Why Nasal Polyps Occur: The most important reason for the formation of nasal polyps is allergies. But sometimes it can also develop due to chronic sinusitis. The mucosa lining the inside of the sinus swells due to allergies or inflammation and grows out of the mouth of the sinuses and into the nose. Nasal polyps usually form on both sides.

What Symptoms Do They Make: The most important symptom of nasal polyps is nasal congestion. In addition, snoring, impaired tone of voice, runny nose, headache and other symptoms of allergies or sinusitis may occur.

What is Seen during the Examination: A pale colored, edematous and blocked nasal mass is seen on both sides or on one side during the nasal examination. Currents can be seen around it.
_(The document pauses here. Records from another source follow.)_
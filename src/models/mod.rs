//! Data models for the books load tester

pub mod config;
pub mod metrics;

pub use config::Config;
pub use metrics::{
    CheckOutcome, CheckRecord, EndpointSummary, RequestSample, RequestTotals, RunReport,
    ScenarioOutcome, StopReason, ThresholdOutcome, TrendStats,
};
//! Environment variable handling and .env file management

use crate::error::{AppError, Result};
use crate::scenario::TestPlan;
use std::path::Path;

/// Environment variable configuration manager
pub struct EnvManager;

impl EnvManager {
    /// Load .env from the current directory if it exists
    ///
    /// Variables already set in the process environment win over the file.
    pub fn load_env_file(debug: bool) -> Result<()> {
        Self::load_env_file_from(Path::new(".env"), debug)
    }

    pub fn load_env_file_from(path: &Path, debug: bool) -> Result<()> {
        if path.exists() {
            dotenv::from_path(path)
                .map_err(|e| AppError::config(format!("Failed to load {}: {}", path.display(), e)))?;

            if debug {
                eprintln!("Loaded configuration from {}", path.display());
            }
        } else if debug {
            eprintln!("No {} file found, using defaults and CLI arguments", path.display());
        }

        Ok(())
    }

    /// Validate an environment variable value before it is merged
    pub fn validate_env_var(key: &str, value: &str) -> Result<()> {
        match key {
            "BASE_URL" => {
                let value = value.trim();
                if !value.is_empty() {
                    url::Url::parse(value)
                        .map_err(|e| AppError::config(format!("Invalid BASE_URL value '{}': {}", value, e)))?;
                }
            }
            "LOAD_PLAN" => {
                let value = value.trim();
                if !value.is_empty() && !TestPlan::available().contains(&value) {
                    return Err(AppError::config(format!(
                        "LOAD_PLAN must be one of {}, got: {}",
                        TestPlan::available().join(", "),
                        value
                    )));
                }
            }
            "REQUEST_TIMEOUT_SECONDS" => {
                let timeout: u64 = value.trim().parse().map_err(|e| {
                    AppError::config(format!("Invalid REQUEST_TIMEOUT_SECONDS value '{}': {}", value, e))
                })?;
                let max = crate::defaults::MAX_REQUEST_TIMEOUT_SECS;
                if timeout == 0 || timeout > max {
                    return Err(AppError::config(format!(
                        "REQUEST_TIMEOUT_SECONDS must be between 1 and {}, got: {}",
                        max, timeout
                    )));
                }
            }
            "ENABLE_COLOR" => {
                value
                    .trim()
                    .parse::<bool>()
                    .map_err(|e| AppError::config(format!("Invalid ENABLE_COLOR value '{}': {}", value, e)))?;
            }
            _ => {}
        }

        Ok(())
    }

    /// Supported variables as (name, description, example)
    pub fn get_supported_env_vars() -> Vec<(&'static str, &'static str, &'static str)> {
        vec![
            ("BASE_URL", "Base URL of the books service", "http://localhost:8080"),
            ("LOAD_PLAN", "Plan to run (warmup, main)", "warmup"),
            ("REQUEST_TIMEOUT_SECONDS", "Per-request timeout in seconds", "60"),
            ("ENABLE_COLOR", "Enable colored output", "true"),
        ]
    }

    pub fn display_env_help() -> String {
        let mut help = String::new();
        help.push_str("Supported Environment Variables:\n\n");

        for (var, description, example) in Self::get_supported_env_vars() {
            help.push_str(&format!("  {:<24} {}\n", var, description));
            help.push_str(&format!("  {:<24} Example: {}\n\n", "", example));
        }

        help.push_str("Configuration Priority (highest to lowest):\n");
        help.push_str("  1. Command-line arguments\n");
        help.push_str("  2. Environment variables\n");
        help.push_str("  3. .env file values\n");
        help.push_str("  4. Default values\n");

        help
    }
}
How to Make a Diagnosis: The diagnosis is made by seeing the flesh on the nose, but it is necessary to take a computed tomography to see its prevalence.

How to Treat: Although very small polyps sometimes shrink with cortisone spray or tablets, treatment is largely done by surgery. Medication should be given for some time before surgery. This makes the surgery easier.

How to Perform the Operation: Surgeries for nasal polyps have been performed by endoscopic method(video method) in recent years. Since the nasal polyp is also located in the sinuses, it needs to be treated in the relevant sinus. In the endoscopic method, the light source is entered through the nose using a camera and a monitor, and the polyp in the intra-nasal and sinuses is cleaned. To enter the maxillary sinus on the side of the nose, it may sometimes be necessary to enter under the lip. The operation can be performed with both local and general anesthesia. After the polyp is cleared, it is tried to ensure that the opening places of the sinuses into the nose return to normal.

What Kind of Complications does the Surgery Have: Bleeding is the most common problem in endoscopic surgery, except for anesthesia complications. This sometimes becomes severe enough to prevent the surgeon from working, and the main goal of the operation becomes to stop the bleeding. In addition, serious complications may develop because there are important organs around the nose and sinuses. Among them, there are serious problems such as damage to the eyeball and nerve by entering the eye socket, Decapitation of the brain membrane and leakage of brain fluid into the nose, injury to large vessels leading to the brain, brain abscess, as well as some minor and later treatable complications

What should I Pay Attention to After the Operation: The most important issue after the operation performed by endoscopic method is the proper application of dressings. Dressing in polyp surgery means proper cleaning of the inside of the nose. For this, you will need to go to your doctor every few days at the beginning, and then more rarely. How many days it should be cleaned every depends on the course of the operation and the doctor’s preference. Your doctor will tell you the time of the next appointment after each dressing. The patient himself can try to prevent adhesions and deposits by washing the inside of the nose with physiological serum.